DATA EXTRACTS below:

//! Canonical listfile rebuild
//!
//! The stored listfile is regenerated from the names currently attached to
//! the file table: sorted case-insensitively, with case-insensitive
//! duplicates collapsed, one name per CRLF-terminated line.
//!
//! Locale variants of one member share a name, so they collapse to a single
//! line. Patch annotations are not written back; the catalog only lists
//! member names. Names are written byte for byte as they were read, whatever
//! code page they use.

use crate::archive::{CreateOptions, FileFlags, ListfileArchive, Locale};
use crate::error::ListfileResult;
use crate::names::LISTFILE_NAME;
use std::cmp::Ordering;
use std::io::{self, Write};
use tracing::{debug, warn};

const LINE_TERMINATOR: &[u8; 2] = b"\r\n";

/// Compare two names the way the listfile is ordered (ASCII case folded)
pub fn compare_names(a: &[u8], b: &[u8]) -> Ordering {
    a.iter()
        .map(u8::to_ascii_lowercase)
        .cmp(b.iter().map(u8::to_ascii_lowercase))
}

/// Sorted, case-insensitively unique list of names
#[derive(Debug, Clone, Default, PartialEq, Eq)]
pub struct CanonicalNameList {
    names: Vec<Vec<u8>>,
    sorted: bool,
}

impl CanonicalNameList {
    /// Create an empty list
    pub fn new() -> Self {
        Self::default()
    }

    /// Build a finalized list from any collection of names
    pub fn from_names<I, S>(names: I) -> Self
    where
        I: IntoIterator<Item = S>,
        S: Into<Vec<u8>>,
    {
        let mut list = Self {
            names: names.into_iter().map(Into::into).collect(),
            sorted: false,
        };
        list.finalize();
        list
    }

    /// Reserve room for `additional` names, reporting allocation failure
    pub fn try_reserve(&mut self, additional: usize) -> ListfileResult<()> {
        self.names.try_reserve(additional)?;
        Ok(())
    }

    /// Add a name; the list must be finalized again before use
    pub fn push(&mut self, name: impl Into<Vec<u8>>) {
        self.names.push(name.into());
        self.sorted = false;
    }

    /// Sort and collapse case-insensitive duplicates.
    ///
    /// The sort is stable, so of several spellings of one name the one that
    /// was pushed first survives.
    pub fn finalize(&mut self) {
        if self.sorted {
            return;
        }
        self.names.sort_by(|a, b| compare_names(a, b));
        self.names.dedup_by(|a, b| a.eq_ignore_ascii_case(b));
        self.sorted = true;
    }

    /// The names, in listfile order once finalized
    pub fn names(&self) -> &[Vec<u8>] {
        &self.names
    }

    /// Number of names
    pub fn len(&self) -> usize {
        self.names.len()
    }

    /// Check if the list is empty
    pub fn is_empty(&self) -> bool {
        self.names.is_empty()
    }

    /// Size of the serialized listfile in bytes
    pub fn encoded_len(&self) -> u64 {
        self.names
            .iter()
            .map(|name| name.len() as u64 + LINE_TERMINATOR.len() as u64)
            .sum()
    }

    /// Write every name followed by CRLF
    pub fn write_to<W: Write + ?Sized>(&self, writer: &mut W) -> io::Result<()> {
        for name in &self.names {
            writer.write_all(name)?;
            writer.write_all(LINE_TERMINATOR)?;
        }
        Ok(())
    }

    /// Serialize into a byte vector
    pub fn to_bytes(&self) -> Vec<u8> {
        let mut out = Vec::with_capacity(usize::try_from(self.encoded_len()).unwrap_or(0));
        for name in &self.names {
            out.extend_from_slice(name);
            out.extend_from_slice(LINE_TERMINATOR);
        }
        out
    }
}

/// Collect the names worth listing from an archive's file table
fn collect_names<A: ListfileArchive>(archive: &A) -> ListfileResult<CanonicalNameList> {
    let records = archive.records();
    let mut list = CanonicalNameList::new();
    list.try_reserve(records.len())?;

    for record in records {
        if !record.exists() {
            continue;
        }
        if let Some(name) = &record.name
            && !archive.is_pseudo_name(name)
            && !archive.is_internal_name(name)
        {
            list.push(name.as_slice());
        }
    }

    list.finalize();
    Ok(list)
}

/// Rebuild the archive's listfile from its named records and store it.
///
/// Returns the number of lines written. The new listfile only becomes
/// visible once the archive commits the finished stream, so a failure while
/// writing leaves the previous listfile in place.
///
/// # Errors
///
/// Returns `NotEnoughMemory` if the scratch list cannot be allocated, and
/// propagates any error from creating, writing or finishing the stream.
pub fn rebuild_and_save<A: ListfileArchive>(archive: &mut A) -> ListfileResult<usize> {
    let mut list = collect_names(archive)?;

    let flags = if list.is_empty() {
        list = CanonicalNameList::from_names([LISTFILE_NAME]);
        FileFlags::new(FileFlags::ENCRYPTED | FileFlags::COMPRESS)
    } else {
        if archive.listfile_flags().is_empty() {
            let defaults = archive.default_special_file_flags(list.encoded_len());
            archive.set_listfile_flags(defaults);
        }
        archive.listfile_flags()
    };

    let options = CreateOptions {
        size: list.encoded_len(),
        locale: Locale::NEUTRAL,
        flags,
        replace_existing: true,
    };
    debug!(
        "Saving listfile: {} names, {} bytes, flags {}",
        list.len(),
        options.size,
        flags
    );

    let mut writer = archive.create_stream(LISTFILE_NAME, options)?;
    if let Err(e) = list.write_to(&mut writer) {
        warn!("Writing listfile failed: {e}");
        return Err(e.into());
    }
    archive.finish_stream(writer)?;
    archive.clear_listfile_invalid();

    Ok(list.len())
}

End of DATA EXTRACTS.

EXERCISE - Return, from the entries, each line that holds "only".

EXPECTED ANSWER -
//! line. Patch annotations are not written back; the catalog only lists
/// Returns the number of lines written. The new listfile only becomes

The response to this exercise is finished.